Muskego police awarded officer and residents for their life saving bravery and quick thinking
Muskego — Screams could be heard from the backyard of the Muskego home but Edward Jeske barely noticed them as he desperately pumped the chest of a 3-year-old girl who had just been pulled from a swimming pool.
The tiny child was purple and blue from head to foot. Her heart had stopped. She wasn't breathing.
While Jeske did CPR chest compressions, his wife Breeanna performed mouth-to-mouth resuscitation.

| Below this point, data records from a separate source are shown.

//! Root tracker state
//!
//! Holds the three persisted values: the active month, the budget registry
//! and the expense ledger.

use serde::{Deserialize, Serialize};
use std::collections::BTreeMap;

use super::ledger::ExpenseLedger;
use super::money::Money;
use super::period::Month;
use super::registry::BudgetRegistry;
use super::status::{BudgetStatus, Thresholds};

#[derive(Debug, Clone, PartialEq, Eq, Serialize, Deserialize)]
pub struct TrackerState {
    pub month: Month,
    pub categories: BudgetRegistry,
    pub expenses: ExpenseLedger,
}

impl TrackerState {
    /// First-run state: default categories, no expenses
    pub fn defaults(month: Month) -> Self {
        Self {
            month,
            categories: BudgetRegistry::with_defaults(),
            expenses: ExpenseLedger::new(),
        }
    }

    /// Status of a single category; unregistered categories have a zero budget
    pub fn status(&self, category: &str, thresholds: Thresholds) -> BudgetStatus {
        BudgetStatus::compute(
            category,
            self.categories.get(category).unwrap_or_default(),
            self.expenses.spent_in(category),
            thresholds,
        )
    }

    /// Status of every registered category, in registry order
    pub fn statuses(&self, thresholds: Thresholds) -> Vec<BudgetStatus> {
        let spent = self.expenses.spent_by_category();
        self.categories
            .iter()
            .map(|entry| {
                BudgetStatus::compute(
                    entry.name.clone(),
                    entry.budget,
                    spent.get(&entry.name).copied().unwrap_or_default(),
                    thresholds,
                )
            })
            .collect()
    }

    /// Spend recorded against categories that are no longer registered
    pub fn orphaned_spend(&self) -> BTreeMap<String, Money> {
        self.expenses
            .spent_by_category()
            .into_iter()
            .filter(|(name, _)| !self.categories.contains(name))
            .collect()
    }
}
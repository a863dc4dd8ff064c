//! Month CLI commands

use clap::Subcommand;

use crate::cli::prompt::confirmer;
use crate::config::settings::Settings;
use crate::error::TrackerResult;
use crate::services::PeriodService;
use crate::storage::Storage;

/// Month subcommands
#[derive(Subcommand)]
pub enum MonthCommands {
    /// Show the active month
    Show,

    /// Start a new month: delete all expenses and switch to the current month
    Reset {
        /// Don't ask for confirmation
        #[arg(short, long)]
        yes: bool,
    },
}

/// Handle a month command
pub fn handle_month_command(
    storage: &mut Storage,
    settings: &Settings,
    cmd: MonthCommands,
) -> TrackerResult<()> {
    let mut service = PeriodService::new(storage);

    match cmd {
        MonthCommands::Show => println!("{}", service.current()),

        MonthCommands::Reset { yes } => {
            let mut confirm = confirmer(yes);
            match service.reset_month(&mut confirm)? {
                Some(summary) => {
                    println!("Started {}.", summary.new_month);
                    println!(
                        "Cleared {} expense(s) from {} totalling {}.",
                        summary.cleared,
                        summary.previous_month,
                        summary.cleared_total.format_with_symbol(&settings.currency_symbol)
                    );
                }
                None => println!("Aborted."),
            }
        }
    }

    Ok(())
}
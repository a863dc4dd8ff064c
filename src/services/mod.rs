//! Service layer for the expense tracker
//!
//! Services sit on top of the storage layer. Each one validates raw input,
//! applies the state change, persists the keys it touched and records an
//! audit entry.

pub mod budget;
pub mod confirm;
pub mod expense;
pub mod period;

pub use budget::{AddCategoryOutcome, BudgetService};
pub use confirm::Confirm;
pub use expense::{AddExpenseInput, ExpenseService};
pub use period::{PeriodService, ResetSummary};
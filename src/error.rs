//! Custom error types for the expense tracker
//!
//! This module defines the error hierarchy for the application using thiserror
//! for ergonomic error definitions.

use thiserror::Error;

/// The main error type for expense tracker operations
#[derive(Error, Debug)]
pub enum TrackerError {
    /// Configuration-related errors
    #[error("Configuration error: {0}")]
    Config(String),

    /// File I/O errors
    #[error("I/O error: {0}")]
    Io(String),

    /// JSON serialization/deserialization errors
    #[error("JSON error: {0}")]
    Json(String),

    /// Validation errors for user input and data models
    #[error("Validation error: {0}")]
    Validation(String),

    /// Entity not found errors
    #[error("{entity_type} not found: {identifier}")]
    NotFound {
        entity_type: &'static str,
        identifier: String,
    },

    /// Key-value store errors
    #[error("Storage error: {0}")]
    Storage(String),

    /// Export errors
    #[error("Export error: {0}")]
    Export(String),
}

impl TrackerError {
    /// Create a "not found" error for categories
    pub fn category_not_found(identifier: impl Into<String>) -> Self {
        Self::NotFound {
            entity_type: "Category",
            identifier: identifier.into(),
        }
    }

    /// Check if this is a "not found" error
    pub fn is_not_found(&self) -> bool {
        matches!(self, Self::NotFound { .. })
    }

    /// Check if this is a validation error
    pub fn is_validation(&self) -> bool {
        matches!(self, Self::Validation(_))
    }
}

impl From<std::io::Error> for TrackerError {
    fn from(err: std::io::Error) -> Self {
        Self::Io(err.to_string())
    }
}

impl From<serde_json::Error> for TrackerError {
    fn from(err: serde_json::Error) -> Self {
        Self::Json(err.to_string())
    }
}

/// Result type alias for expense tracker operations
pub type TrackerResult<T> = Result<T, TrackerError>;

"I was praying the entire time," said Breeanna. "Everybody was screaming and crying." The pool party where they were guests had turned terrifying. The girl they were desperately trying to save was the daughter of the hostess, a dear friend of Breeanna.
A 10-year-old party guest Krysta Mazza discovered the 3-year-old at the bottom of the pool and screamed for help.
Miraculously, Ed Jeske detected a faint pulse returning. Just as an ambulance arrived, they saw little Meelah's eyelids flutter.
"I breathed a sigh of relief, knowing she would pull through," Ed Jeske said. A year later, Meelah is fine with no trace of brain damage.
That was only one story of heroism told last week as the Muskego Police Department honored citizens and its own officers who had performed outstanding and even lifesaving service in the past year.
The Jeskes and Krysta all received Citizen Lifesaving Awards at the ceremony.
Another story involved three Muskego police officers who responded to a domestic violence call at a Muskego home. They soon became aware that the man in the dispute was armed and that he had vowed to shoot any officer who came through the door.
The terrified woman in the dispute had taken refuge by locking herself in the bathroom. But soon the man started trying to force his way in.
The three officers reacted quickly. They entered the home and the gave up trying to get at the woman and ran into another room. Eventually he surrendered.
The three officers, Kevin Raiche, David Adamczyk and Sergeant Steven Johannik received the department's Medal of Honor.
Also that night, Muskego's Citizen Medal of Valor was awarded to quick-thinking Cindy Migas who grabbed the steering wheel of a truck that was out of control and could have hit road construction workers. While Migas, a flag worker with the construction crew, was directing traffic on Janesville Road last June, she saw the truck veer toward her and the driver appeared to be unconscious.
While the truck was moving, Migas reached in trying to put it into park but couldn't reach the gear shift lever. She then grabbed the wheel and steered the vehicle away from her fellow workers and from oncoming traffic, taking it onto the gravel shoulder and across a grassy area where it stopped. She called 911 for the driver.
The driver wasn't breathing and had no pulse when Muskego Police Officers Erin Cortese and Todd Nelson reached the scene. Cortese provided air to him using a bag mask while Nelson did CPR chest compressions.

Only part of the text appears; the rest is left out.